There are four key steps to connecting to the creative flow of God:
1. Quiet yourself down both from outside distractions and your analytical mind. 2. Look for vision, possibly triggering this vision by visuallizing in your mind. 3. Hearing God’s voice and allowing the Holy Spirit to flow through you. 4. Writing down what you are receiving.
It’s this last step that I want to focus on here. The greatest hinderance to the flow that comes from God is our own analytical thinking. When the left side of our brain starts analyzing what we are receiving from God, it necessarily inhibits the right side of the brain and cuts off the flow from God. It stops the process and cuts it short. So, we must find a way to prevent that, but at the same time be able to remember what we are receiving and test it to know that it came from God.
The greatest tool to release this flow is probably to record it in some fashion as it is being received, for as one records in simple childlike faith that which is flowing within him, the flow continues unabated.

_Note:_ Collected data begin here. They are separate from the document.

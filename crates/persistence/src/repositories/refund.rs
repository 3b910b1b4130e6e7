//! Refund repository.

use domain::models::refund::{Refund, RefundStatus, RefundType};
use rust_decimal::Decimal;
use shared::pagination::PageRequest;
use sqlx::{PgConnection, PgPool};

use crate::entities::{RefundEntity, RefundStatusDb, RefundTypeDb};
use crate::metrics::QueryTimer;

macro_rules! refund_columns {
    () => {
        "id, refund_no, order_id, refund_amount, refund_type, reason, status, third_party_refund_id, \
         operator_id, operator_name, processed_at, completed_at, failure_reason, created_at, updated_at"
    };
}

/// Input for a new refund row.
#[derive(Debug, Clone)]
pub struct NewRefund<'a> {
    pub refund_no: &'a str,
    pub order_id: i64,
    pub amount: Decimal,
    pub refund_type: RefundType,
    pub reason: &'a str,
    pub status: RefundStatus,
    pub operator_id: Option<i64>,
    pub operator_name: Option<&'a str>,
}

/// Name of the partial unique index guarding one in-flight refund per order.
pub const IN_FLIGHT_INDEX: &str = "ux_refunds_in_flight";

#[derive(Clone)]
pub struct RefundRepository {
    pool: PgPool,
}

impl RefundRepository {
    pub fn new(pool: PgPool) -> Self {
        Self { pool }
    }

    pub async fn insert(&self, conn: &mut PgConnection, refund: &NewRefund<'_>) -> Result<RefundEntity, sqlx::Error> {
        let timer = QueryTimer::new("insert_refund");
        let result = sqlx::query_as::<_, RefundEntity>(concat!(
            "INSERT INTO refunds (refund_no, order_id, refund_amount, refund_type, reason, status, \
             operator_id, operator_name, processed_at, completed_at) \
             VALUES ($1, $2, $3, $4, $5, $6, $7, $8, \
                     CASE WHEN $6 = 'success'::refund_status THEN NOW() END, \
                     CASE WHEN $6 = 'success'::refund_status THEN NOW() END) RETURNING ",
            refund_columns!()
        ))
        .bind(refund.refund_no)
        .bind(refund.order_id)
        .bind(refund.amount)
        .bind(RefundTypeDb::from(refund.refund_type))
        .bind(refund.reason)
        .bind(RefundStatusDb::from(refund.status))
        .bind(refund.operator_id)
        .bind(refund.operator_name)
        .fetch_one(&mut *conn)
        .await;
        timer.record();
        result
    }

    pub async fn find_by_id(&self, id: i64) -> Result<Option<RefundEntity>, sqlx::Error> {
        let timer = QueryTimer::new("find_refund_by_id");
        let result = sqlx::query_as::<_, RefundEntity>(concat!(
            "SELECT ",
            refund_columns!(),
            " FROM refunds WHERE id = $1"
        ))
        .bind(id)
        .fetch_optional(&self.pool)
        .await;
        timer.record();
        result
    }

    pub async fn lock(&self, conn: &mut PgConnection, id: i64) -> Result<Option<RefundEntity>, sqlx::Error> {
        let timer = QueryTimer::new("lock_refund");
        let result = sqlx::query_as::<_, RefundEntity>(concat!(
            "SELECT ",
            refund_columns!(),
            " FROM refunds WHERE id = $1 FOR UPDATE"
        ))
        .bind(id)
        .fetch_optional(&mut *conn)
        .await;
        timer.record();
        result
    }

    /// Whether the order has a pending or processing refund.
    pub async fn has_in_flight(&self, conn: &mut PgConnection, order_id: i64) -> Result<bool, sqlx::Error> {
        let timer = QueryTimer::new("has_in_flight_refund");
        let result = sqlx::query_scalar::<_, bool>(
            "SELECT EXISTS(SELECT 1 FROM refunds WHERE order_id = $1 AND status IN ('pending', 'processing'))",
        )
        .bind(order_id)
        .fetch_one(&mut *conn)
        .await;
        timer.record();
        result
    }

    /// Writes back the mutable fields of a refund.
    pub async fn save(&self, conn: &mut PgConnection, refund: &Refund) -> Result<RefundEntity, sqlx::Error> {
        let timer = QueryTimer::new("save_refund");
        let result = sqlx::query_as::<_, RefundEntity>(concat!(
            "UPDATE refunds SET status = $2, reason = $3, third_party_refund_id = $4, operator_id = $5, \
             operator_name = $6, processed_at = $7, completed_at = $8, failure_reason = $9, updated_at = NOW() \
             WHERE id = $1 RETURNING ",
            refund_columns!()
        ))
        .bind(refund.id)
        .bind(RefundStatusDb::from(refund.status))
        .bind(refund.reason.as_deref())
        .bind(refund.third_party_refund_id.as_deref())
        .bind(refund.operator_id)
        .bind(refund.operator_name.as_deref())
        .bind(refund.processed_at)
        .bind(refund.completed_at)
        .bind(refund.failure_reason.as_deref())
        .fetch_one(&mut *conn)
        .await;
        timer.record();
        result
    }

    pub async fn list(
        &self,
        status: Option<RefundStatus>,
        order_id: Option<i64>,
        page: &PageRequest,
    ) -> Result<(Vec<RefundEntity>, i64), sqlx::Error> {
        let timer = QueryTimer::new("list_refunds");
        let status = status.map(RefundStatusDb::from);
        let rows = sqlx::query_as::<_, RefundEntity>(concat!(
            "SELECT ",
            refund_columns!(),
            " FROM refunds WHERE ($1::refund_status IS NULL OR status = $1) \
             AND ($2::BIGINT IS NULL OR order_id = $2) \
             ORDER BY id DESC LIMIT $3 OFFSET $4"
        ))
        .bind(status)
        .bind(order_id)
        .bind(page.limit())
        .bind(page.offset())
        .fetch_all(&self.pool)
        .await?;
        let total = sqlx::query_scalar::<_, i64>(
            "SELECT COUNT(*) FROM refunds WHERE ($1::refund_status IS NULL OR status = $1) \
             AND ($2::BIGINT IS NULL OR order_id = $2)",
        )
        .bind(status)
        .bind(order_id)
        .fetch_one(&self.pool)
        .await?;
        timer.record();
        Ok((rows, total))
    }
}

I have found that without a pen in my hand, or my fingers on a computer keyboard, or on the strings of my autoharp, I often halt the flow by stopping to test and analyze while I am receiving it. Testing and analyzing cuts me off from flow, because flow is right-brain and testing is left-brain. So if I want to experience an hour in the presence of God and capture God’s creativity, then I must stay in flow for the hour. That means I must stay in the right hemisphere of my brain for an hour. Remember, intuition and vision (where my interaction with God is consciously registered) are right-brain, and reasoning is left-brain. If I start testing the flow I am receiving, I immediately cut off the river of God’s creativity within me, because I have shifted from the right brain to the left brain.
One value of recording this flow is that it serves as a trigger which increases the flow, in that I may continue to write or paint or sculpture or whatever, in faith, knowing that when the flow has stopped, I will be able to come back and test it to see if it came from God or not. So journaling (recording the flow) becomes a tool that lets me stay in faith for an extended period of time, knowing I can test it later.